Picente: Agencies Affirm County’s Credit Rating
Oneida County Executive Anthony J. Picente, Jr. and County Comptroller Joseph Timpano today announced the release of strong credit ratings from three agencies.
“Putting our fiscal house in order has been one of my top priorities as County Executive, and these ratings are a reflection of the hard work we have done to solidify our financial position and put County Government on a stable fiscal footing,” Picente said. “Making the right decisions in terms of spending and taxes will mean that county taxpayers will save when we bond this spring for major infrastructure improvements that can help us develop a stronger economy and stronger communities.”
“The rating agencies want to know that we are on top of the situation, that we have a plan for the future, and that we are looking forward with a realistic expectation of our financial position,” Timpano said. “These ratings reflect a very clear vote of confidence in the direction that County Government is taking.”
The ratings are:
- Standard & Poor’s: A+ with a stable outlook.
- Fitch Ratings: A+ with a negative outlook.
- Moody’s: A1 with a negative outlook.
Picente and Timpano noted that the higher the credit rating, the lower the interest rate when the county borrows for money. Further, credit ratings are a reflection of the agencies’ overall opinion of a county’s financial health and its financial operations, they said.
“The ratings reflect good fiscal management in a challenging time when costs are rising, and the future is uncertain,” Picente said. “County governments in New York State always face potential difficulties in the form of costs from unfunded state mandates, and the ratings reflect those concerns. However, at a time when we have made a major step to lower the sales tax rate, this is an important validation of all of our efforts to control costs, limit spending and also provide the necessary revenue to run a balanced fiscal operation. Growing a stronger financial position is a team effort, and I want to thank Comptroller Timpano as well as our Board of Legislators for the teamwork and hard work that has gone into keeping Oneida County fiscally strong.”
Picente noted this excerpt from the Standard & Poor’s report: “Although still unaudited, management is projecting fiscal 2011 to close with, what we view as, a healthy general fund surplus that it expects to add to fund balance; this is much better than the budgeted projection of a $5.2 million drawdown. Management attributes the surplus primarily to expenditures. While revenue was slightly over budget, primarily sales and property taxes, expenditures came in under budget. Leading cost reductions include internal consolidations and efficiencies, nonessential spending reductions, a 28% reduction in overtime, and savings from salaries and benefits stemming from the laying off of 70 employees and the loss of an additional 60 employees through attrition. General fund balance is an estimated $26 million, or, in our opinion, a strong 9.1% of expenditures.”
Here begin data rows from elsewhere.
use serde::{Deserialize, Serialize};

use crate::janus::USTREAMER_PLUGIN;

/// Top-level configuration
#[derive(Debug, Clone, Default, Serialize, Deserialize)]
pub struct OverlookConfig {
    #[serde(default)]
    pub device: DeviceConfig,
    #[serde(default)]
    pub stream: StreamConfig,
    #[serde(default)]
    pub signaling: SignalingConfig,
    #[serde(default)]
    pub ice: IceConfig,
    #[serde(default)]
    pub health: HealthConfig,
}

/// The KVM device to connect to.
#[derive(Clone, Serialize, Deserialize)]
pub struct DeviceConfig {
    /// Display name, used in logs only
    #[serde(default = "default_device_name")]
    pub name: String,
    /// Hostname or IP of the device's web UI
    #[serde(default)]
    pub host: String,
    /// HTTPS port of the web UI
    #[serde(default = "default_port")]
    pub port: u16,
    /// Explicit Janus WebSocket URL (derived from host/port if absent)
    pub webrtc_url: Option<String>,
    /// Session cookie value obtained from the device login
    pub auth_token: Option<String>,
}

impl std::fmt::Debug for DeviceConfig {
    fn fmt(&self, f: &mut std::fmt::Formatter<'_>) -> std::fmt::Result {
        f.debug_struct("DeviceConfig")
            .field("name", &self.name)
            .field("host", &self.host)
            .field("port", &self.port)
            .field("webrtc_url", &self.webrtc_url)
            .field("auth_token", &self.auth_token.as_ref().map(|_| "[REDACTED]"))
            .finish()
    }
}

impl DeviceConfig {
    /// URL handed to the signaling client before scheme normalisation.
    pub fn signaling_url(&self) -> String {
        match &self.webrtc_url {
            Some(url) if !url.trim().is_empty() => url.clone(),
            _ => format!("https://{}:{}/janus/ws", self.host, self.port),
        }
    }

    /// Value of the `Origin` header the device's web server expects.
    pub fn origin(&self) -> String {
        format!("https://{}:{}", self.host, self.port)
    }

    pub fn auth_token(&self) -> Option<&str> {
        self.auth_token.as_deref().filter(|t| !t.is_empty())
    }
}

#[derive(Debug, Clone, Default, Serialize, Deserialize)]
pub struct StreamConfig {
    /// Ask the device to include its audio track
    #[serde(default)]
    pub audio: bool,
    /// Send the local microphone to the device
    #[serde(default)]
    pub mic: bool,
    /// Keep the latest decoded frame around for snapshot/OCR consumers
    #[serde(default)]
    pub frame_capture: bool,
}

#[derive(Debug, Clone, Serialize, Deserialize)]
pub struct SignalingConfig {
    /// Janus plugin to attach
    #[serde(default = "default_plugin")]
    pub plugin: String,
    /// Keepalive period in seconds (Janus drops idle sessions after 60s)
    #[serde(default = "default_keepalive_interval")]
    pub keepalive_interval_secs: u64,
    /// Seconds to wait for a create/attach reply
    #[serde(default = "default_reply_timeout")]
    pub reply_timeout_secs: u64,
    /// Accept any server certificate (devices ship self-signed certs)
    #[serde(default = "default_true")]
    pub allow_insecure_tls: bool,
    /// PEM certificate to pin in addition to the system roots
    pub tls_cert: Option<String>,
}

/// ICE/TURN server configuration for WebRTC NAT traversal.
#[derive(Debug, Clone, Serialize, Deserialize)]
pub struct IceConfig {
    /// STUN server URLs (default: Google's public STUN server)
    #[serde(default = "default_stun_urls")]
    pub stun_urls: Vec<String>,
    /// TURN server URLs (e.g., "turn:turn.example.com:3478")
    #[serde(default)]
    pub turn_urls: Vec<String>,
    pub turn_username: Option<String>,
    pub turn_credential: Option<String>,
}

/// Stream health and telemetry cadence.
#[derive(Debug, Clone, Serialize, Deserialize)]
pub struct HealthConfig {
    #[serde(default = "default_check_interval")]
    pub check_interval_ms: u64,
    #[serde(default = "default_stats_interval")]
    pub stats_interval_ms: u64,
    /// Frame silence after which a connected stream counts as stalled
    #[serde(default = "default_stall_threshold")]
    pub stall_threshold_ms: u64,
    /// Grace period for the first frame after ICE connects
    #[serde(default = "default_initial_frame_timeout")]
    pub initial_frame_timeout_ms: u64,
}

impl Default for DeviceConfig {
    fn default() -> Self {
        Self {
            name: default_device_name(),
            host: String::new(),
            port: default_port(),
            webrtc_url: None,
            auth_token: None,
        }
    }
}

impl Default for SignalingConfig {
    fn default() -> Self {
        Self {
            plugin: default_plugin(),
            keepalive_interval_secs: default_keepalive_interval(),
            reply_timeout_secs: default_reply_timeout(),
            allow_insecure_tls: true,
            tls_cert: None,
        }
    }
}

impl Default for IceConfig {
    fn default() -> Self {
        Self {
            stun_urls: default_stun_urls(),
            turn_urls: Vec::new(),
            turn_username: None,
            turn_credential: None,
        }
    }
}

impl Default for HealthConfig {
    fn default() -> Self {
        Self {
            check_interval_ms: default_check_interval(),
            stats_interval_ms: default_stats_interval(),
            stall_threshold_ms: default_stall_threshold(),
            initial_frame_timeout_ms: default_initial_frame_timeout(),
        }
    }
}

impl OverlookConfig {
    /// Validate the configuration, returning a list of issues found.
    ///
    /// Issues are prefixed with "ERROR:" (fatal, the client should not start)
    /// or "WARNING:" (advisory).
    pub fn validate(&self) -> Result<(), Vec<String>> {
        let mut issues = Vec::new();

        // --- Device ---
        let has_url = self
            .device
            .webrtc_url
            .as_deref()
            .is_some_and(|u| !u.trim().is_empty());
        if self.device.host.trim().is_empty() && !has_url {
            issues.push(
                "ERROR: device.host is empty and no device.webrtc_url is set. \
                 Set one of them (e.g. host = \"192.168.8.1\")."
                    .to_string(),
            );
        }
        if self.device.host.trim() != self.device.host {
            issues.push(format!(
                "WARNING: device.host '{}' has leading/trailing whitespace.",
                self.device.host
            ));
        }
        if self.device.port == 0 {
            issues.push("ERROR: device.port must be between 1 and 65535, got 0.".to_string());
        }
        if self.device.auth_token().is_none() {
            issues.push(
                "WARNING: device.auth_token is not set. Most devices reject \
                 unauthenticated signaling with 401/403."
                    .to_string(),
            );
        }

        // --- Signaling ---
        if self.signaling.plugin.trim().is_empty() {
            issues.push("ERROR: signaling.plugin must not be empty.".to_string());
        }
        if self.signaling.keepalive_interval_secs == 0 {
            issues.push("ERROR: signaling.keepalive_interval_secs must be >= 1.".to_string());
        } else if self.signaling.keepalive_interval_secs >= 60 {
            issues.push(format!(
                "WARNING: signaling.keepalive_interval_secs is {}s. Janus expires idle \
                 sessions after 60s, so the session will likely time out.",
                self.signaling.keepalive_interval_secs
            ));
        }
        if self.signaling.reply_timeout_secs == 0 {
            issues.push("ERROR: signaling.reply_timeout_secs must be >= 1.".to_string());
        }
        if let Some(cert) = &self.signaling.tls_cert
            && !std::path::Path::new(cert).exists()
        {
            issues.push(format!(
                "ERROR: signaling.tls_cert '{}' does not exist.",
                cert
            ));
        }

        // --- Health ---
        if self.health.check_interval_ms == 0 {
            issues.push("ERROR: health.check_interval_ms must be >= 1.".to_string());
        }
        if self.health.stats_interval_ms == 0 {
            issues.push("ERROR: health.stats_interval_ms must be >= 1.".to_string());
        }
        if self.health.stall_threshold_ms < self.health.check_interval_ms {
            issues.push(format!(
                "WARNING: health.stall_threshold_ms ({}) is shorter than \
                 health.check_interval_ms ({}); stalls will be reported late.",
                self.health.stall_threshold_ms, self.health.check_interval_ms
            ));
        }

        // --- STUN URLs ---
        for url in &self.ice.stun_urls {
            if !url.starts_with("stun:") && !url.starts_with("stuns:") {
                issues.push(format!(
                    "ERROR: STUN URL '{}' must start with 'stun:' or 'stuns:'. \
                     Example: stun:stun.l.google.com:19302",
                    url
                ));
            }
        }

        // --- TURN URLs ---
        for url in &self.ice.turn_urls {
            if !url.starts_with("turn:") && !url.starts_with("turns:") {
                issues.push(format!(
                    "ERROR: TURN URL '{}' must start with 'turn:' or 'turns:'. \
                     Example: turn:turn.example.com:3478",
                    url
                ));
            }
        }
        if !self.ice.turn_urls.is_empty()
            && (self.ice.turn_username.is_none() || self.ice.turn_credential.is_none())
        {
            issues.push(
                "WARNING: ice.turn_urls is set without turn_username/turn_credential."
                    .to_string(),
            );
        }

        if issues.is_empty() {
            Ok(())
        } else {
            Err(issues)
        }
    }
}

fn default_device_name() -> String {
    "KVM".to_string()
}
fn default_port() -> u16 {
    443
}
fn default_plugin() -> String {
    USTREAMER_PLUGIN.to_string()
}
fn default_keepalive_interval() -> u64 {
    25
}
fn default_reply_timeout() -> u64 {
    10
}
fn default_true() -> bool {
    true
}
fn default_check_interval() -> u64 {
    1000
}
fn default_stats_interval() -> u64 {
    1000
}
fn default_stall_threshold() -> u64 {
    3000
}
fn default_initial_frame_timeout() -> u64 {
    5000
}
fn default_stun_urls() -> Vec<String> {
    vec!["stun:stun.l.google.com:19302".to_string()]
}

#[cfg(test)]
mod tests {
    use super::*;

    fn device(host: &str) -> OverlookConfig {
        let mut config = OverlookConfig::default();
        config.device.host = host.to_string();
        config.device.auth_token = Some("secret".to_string());
        config
    }

    #[test]
    fn default_config_from_empty_string() {
        let config: OverlookConfig =
            toml::from_str("").expect("empty string should deserialize to default config");

        assert_eq!(config.device.name, "KVM");
        assert_eq!(config.device.host, "");
        assert_eq!(config.device.port, 443);
        assert!(config.device.webrtc_url.is_none());
        assert!(config.device.auth_token.is_none());

        assert!(!config.stream.audio);
        assert!(!config.stream.mic);
        assert!(!config.stream.frame_capture);

        assert_eq!(config.signaling.plugin, "janus.plugin.ustreamer");
        assert_eq!(config.signaling.keepalive_interval_secs, 25);
        assert_eq!(config.signaling.reply_timeout_secs, 10);
        assert!(config.signaling.allow_insecure_tls);
        assert!(config.signaling.tls_cert.is_none());

        assert_eq!(config.ice.stun_urls, vec!["stun:stun.l.google.com:19302"]);
        assert!(config.ice.turn_urls.is_empty());

        assert_eq!(config.health.check_interval_ms, 1000);
        assert_eq!(config.health.stats_interval_ms, 1000);
        assert_eq!(config.health.stall_threshold_ms, 3000);
        assert_eq!(config.health.initial_frame_timeout_ms, 5000);
    }

    #[test]
    fn partial_config_only_device_section() {
        let toml_str = r#"
[device]
host = "glkvm.local"
auth_token = "abc"
"#;
        let config: OverlookConfig = toml::from_str(toml_str).unwrap();
        assert_eq!(config.device.host, "glkvm.local");
        assert_eq!(config.device.port, 443);
        assert_eq!(config.device.auth_token(), Some("abc"));
        assert_eq!(config.signaling.keepalive_interval_secs, 25);
    }

    #[test]
    fn signaling_url_derived_from_host() {
        let config = device("10.0.0.5");
        assert_eq!(config.device.signaling_url(), "https://10.0.0.5:443/janus/ws");
        assert_eq!(config.device.origin(), "https://10.0.0.5:443");
    }

    #[test]
    fn explicit_webrtc_url_wins() {
        let mut config = device("10.0.0.5");
        config.device.webrtc_url = Some("ws://10.0.0.5:8080/janus/ws".to_string());
        assert_eq!(config.device.signaling_url(), "ws://10.0.0.5:8080/janus/ws");
    }

    #[test]
    fn empty_token_is_no_token() {
        let mut config = device("h");
        config.device.auth_token = Some(String::new());
        assert!(config.device.auth_token().is_none());
    }

    #[test]
    fn debug_redacts_token() {
        let config = device("h");
        let debug = format!("{:?}", config.device);
        assert!(debug.contains("REDACTED"));
        assert!(!debug.contains("secret"));
    }

    #[test]
    fn valid_config_passes() {
        assert!(device("10.0.0.5").validate().is_ok());
    }

    #[test]
    fn missing_host_is_error() {
        let issues = device("").validate().unwrap_err();
        assert!(issues.iter().any(|i| i.starts_with("ERROR:") && i.contains("device.host")));
    }

    #[test]
    fn url_without_host_is_allowed() {
        let mut config = device("");
        config.device.webrtc_url = Some("wss://kvm/janus/ws".to_string());
        assert!(config.validate().is_ok());
    }

    #[test]
    fn missing_token_is_warning_only() {
        let mut config = device("h");
        config.device.auth_token = None;
        let issues = config.validate().unwrap_err();
        assert_eq!(issues.len(), 1);
        assert!(issues[0].starts_with("WARNING:"));
    }

    #[test]
    fn long_keepalive_warns() {
        let mut config = device("h");
        config.signaling.keepalive_interval_secs = 90;
        let issues = config.validate().unwrap_err();
        assert!(issues.iter().all(|i| i.starts_with("WARNING:")));
    }

    #[test]
    fn zero_intervals_are_errors() {
        let mut config = device("h");
        config.signaling.keepalive_interval_secs = 0;
        config.health.check_interval_ms = 0;
        let issues = config.validate().unwrap_err();
        assert!(issues.iter().filter(|i| i.starts_with("ERROR:")).count() >= 2);
    }

    #[test]
    fn bad_stun_url() {
        let mut config = device("h");
        config.ice.stun_urls = vec!["stun.example.com:3478".to_string()];
        let issues = config.validate().unwrap_err();
        assert!(issues.iter().any(|i| i.contains("STUN URL")));
    }

    #[test]
    fn missing_pinned_cert_is_error() {
        let mut config = device("h");
        config.signaling.tls_cert = Some("/nonexistent/cert.pem".to_string());
        let issues = config.validate().unwrap_err();
        assert!(issues.iter().any(|i| i.contains("tls_cert")));
    }
}
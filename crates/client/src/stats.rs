//! Connection quality snapshot, recomputed once per second.

use std::time::Instant;

use serde::Serialize;
use webrtc::stats::{StatsReport, StatsReportType};

use crate::video::ReceptionStats;

/// Raw counters gathered for one sample. `None` means the source did not
/// report the value this round.
#[derive(Debug, Clone, Default, PartialEq)]
pub struct StatsSample {
    pub bytes_received: Option<u64>,
    pub jitter_secs: Option<f64>,
    pub jitter_buffer_delay_secs: Option<f64>,
    pub jitter_buffer_emitted_count: Option<u64>,
    pub total_decode_secs: Option<f64>,
    pub frames_decoded: Option<u64>,
    pub packets_lost: Option<i64>,
    pub round_trip_secs: Option<f64>,
}

impl StatsSample {
    /// Merge the transport's report (bytes, RTT) with locally tracked
    /// reception counters (jitter, loss, playout, decode).
    pub fn collect(report: &StatsReport, reception: Option<&ReceptionStats>) -> Self {
        let mut sample = Self::default();
        for stat in report.reports.values() {
            match stat {
                StatsReportType::InboundRTP(rtp) if rtp.kind == "video" => {
                    sample.bytes_received = Some(rtp.bytes_received);
                }
                StatsReportType::CandidatePair(pair)
                    if pair.nominated && pair.current_round_trip_time.is_finite() =>
                {
                    sample.round_trip_secs = Some(pair.current_round_trip_time);
                }
                _ => {}
            }
        }
        if let Some(r) = reception {
            sample.jitter_secs = Some(r.jitter_secs);
            sample.jitter_buffer_delay_secs = Some(r.jitter_buffer_delay_secs);
            sample.jitter_buffer_emitted_count = Some(r.jitter_buffer_emitted_count);
            sample.total_decode_secs = Some(r.total_decode_secs);
            sample.frames_decoded = Some(r.frames_decoded);
            sample.packets_lost = Some(r.packets_lost);
        }
        sample
    }
}

#[derive(Debug, Clone, Copy, Default, PartialEq, Serialize)]
pub struct ConnectionQuality {
    pub inbound_kbps: Option<f64>,
    pub jitter_ms: Option<i64>,
    pub playout_delay_ms: Option<i64>,
    pub decode_ms: Option<i64>,
    pub packets_lost: Option<i64>,
    pub round_trip_ms: Option<i64>,
}

fn millis(secs: f64) -> i64 {
    (secs * 1000.0).round() as i64
}

/// Turns successive samples into a [`ConnectionQuality`]. Bitrate needs the
/// previous sample, so the first one after a reset has no `inbound_kbps`.
#[derive(Default)]
pub struct QualityTracker {
    previous: Option<(u64, Instant)>,
}

impl QualityTracker {
    pub fn new() -> Self {
        Self::default()
    }

    pub fn update(&mut self, sample: &StatsSample, now: Instant) -> ConnectionQuality {
        let Some(bytes) = sample.bytes_received else {
            // No inbound video yet: nothing is meaningful, start over.
            self.previous = None;
            return ConnectionQuality::default();
        };

        let inbound_kbps = self.previous.and_then(|(prev_bytes, prev_at)| {
            let dt = now.saturating_duration_since(prev_at).as_secs_f64();
            let delta = bytes.checked_sub(prev_bytes)?;
            (dt > 0.0).then(|| (delta as f64 * 8.0 / dt) / 1000.0)
        });
        self.previous = Some((bytes, now));

        let playout_delay_ms = match (sample.jitter_buffer_delay_secs, sample.jitter_buffer_emitted_count) {
            (Some(delay), Some(count)) if count > 0 => Some(millis(delay / count as f64)),
            _ => None,
        };
        let decode_ms = match (sample.total_decode_secs, sample.frames_decoded) {
            (Some(total), Some(frames)) if frames > 0 => Some(millis(total / frames as f64)),
            _ => None,
        };

        ConnectionQuality {
            inbound_kbps,
            jitter_ms: sample.jitter_secs.map(millis),
            playout_delay_ms,
            decode_ms,
            packets_lost: sample.packets_lost,
            round_trip_ms: sample.round_trip_secs.map(millis),
        }
    }

    pub fn reset(&mut self) {
        self.previous = None;
    }
}

#[cfg(test)]
mod tests {
    use super::*;
    use std::time::Duration;

    fn sample(bytes: u64) -> StatsSample {
        StatsSample {
            bytes_received: Some(bytes),
            ..Default::default()
        }
    }

    #[test]
    fn first_sample_has_no_bitrate() {
        let mut t = QualityTracker::new();
        let q = t.update(&sample(10_000), Instant::now());
        assert_eq!(q.inbound_kbps, None);
    }

    #[test]
    fn bitrate_from_byte_delta() {
        let mut t = QualityTracker::new();
        let base = Instant::now();
        t.update(&sample(0), base);
        let q = t.update(&sample(125_000), base + Duration::from_secs(1));
        // 125 kB in 1 s = 1000 kbit/s
        assert!((q.inbound_kbps.unwrap() - 1000.0).abs() < 1e-9);
    }

    #[test]
    fn counter_going_backwards_yields_no_bitrate() {
        let mut t = QualityTracker::new();
        let base = Instant::now();
        t.update(&sample(50_000), base);
        let q = t.update(&sample(10_000), base + Duration::from_secs(1));
        assert_eq!(q.inbound_kbps, None);
        // The lower counter becomes the new baseline.
        let q = t.update(&sample(22_500), base + Duration::from_secs(2));
        assert!((q.inbound_kbps.unwrap() - 100.0).abs() < 1e-9);
    }

    #[test]
    fn zero_interval_yields_no_bitrate() {
        let mut t = QualityTracker::new();
        let now = Instant::now();
        t.update(&sample(0), now);
        assert_eq!(t.update(&sample(1000), now).inbound_kbps, None);
    }

    #[test]
    fn missing_bytes_clears_everything_and_resets() {
        let mut t = QualityTracker::new();
        let base = Instant::now();
        t.update(&sample(1000), base);
        let q = t.update(
            &StatsSample {
                jitter_secs: Some(0.02),
                round_trip_secs: Some(0.05),
                ..Default::default()
            },
            base + Duration::from_secs(1),
        );
        assert_eq!(q, ConnectionQuality::default());
        // Baseline was dropped, so the next sample starts fresh.
        let q = t.update(&sample(5000), base + Duration::from_secs(2));
        assert_eq!(q.inbound_kbps, None);
    }

    #[test]
    fn derived_millisecond_fields() {
        let mut t = QualityTracker::new();
        let q = t.update(
            &StatsSample {
                bytes_received: Some(1),
                jitter_secs: Some(0.0124),
                jitter_buffer_delay_secs: Some(3.0),
                jitter_buffer_emitted_count: Some(100),
                total_decode_secs: Some(0.6),
                frames_decoded: Some(200),
                packets_lost: Some(3),
                round_trip_secs: Some(0.0416),
            },
            Instant::now(),
        );
        assert_eq!(q.jitter_ms, Some(12));
        assert_eq!(q.playout_delay_ms, Some(30));
        assert_eq!(q.decode_ms, Some(3));
        assert_eq!(q.packets_lost, Some(3));
        assert_eq!(q.round_trip_ms, Some(42));
    }

    #[test]
    fn zero_counts_leave_averages_empty() {
        let mut t = QualityTracker::new();
        let q = t.update(
            &StatsSample {
                bytes_received: Some(1),
                jitter_buffer_delay_secs: Some(0.0),
                jitter_buffer_emitted_count: Some(0),
                total_decode_secs: Some(0.0),
                frames_decoded: Some(0),
                ..Default::default()
            },
            Instant::now(),
        );
        assert_eq!(q.playout_delay_ms, None);
        assert_eq!(q.decode_ms, None);
    }

    #[test]
    fn collect_copies_reception_counters() {
        let reception = ReceptionStats {
            packets_received: 10,
            packets_lost: 2,
            jitter_secs: 0.004,
            jitter_buffer_delay_secs: 0.2,
            jitter_buffer_emitted_count: 4,
            total_decode_secs: 0.01,
            frames_decoded: 4,
        };
        let report = StatsReport {
            reports: std::collections::HashMap::new(),
        };
        let sample = StatsSample::collect(&report, Some(&reception));
        assert_eq!(sample.bytes_received, None);
        assert_eq!(sample.packets_lost, Some(2));
        assert_eq!(sample.frames_decoded, Some(4));
    }
}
Picente and Timpano noted that the raters rightly viewed the future with caution, noting that county governments across New York state are caught between the upward pressures of rising costs for state- and federally mandated programs and the local property tax cap New York State has implemented beginning next year.
“When we look at the fiscal world around us and the way that ratings agencies are taking a hard, strong look at government at all levels, Oneida County is very pleased to have its current credit status affirmed,” Timpano said. “We understand that the ratings agencies view the future with concern, as do we, because county governments face multiple fiscal challenges beyond their control.”
Picente said that the negative outlook highlights the funding imbalance counties face. “The agencies note that we have taken action to reduce spending in the ways that we could so far,” Picente said. “Their concerns mirror mine – that if we face a harsh climate through unexpected state or federal decisions, all of our hard work will be put into jeopardy.”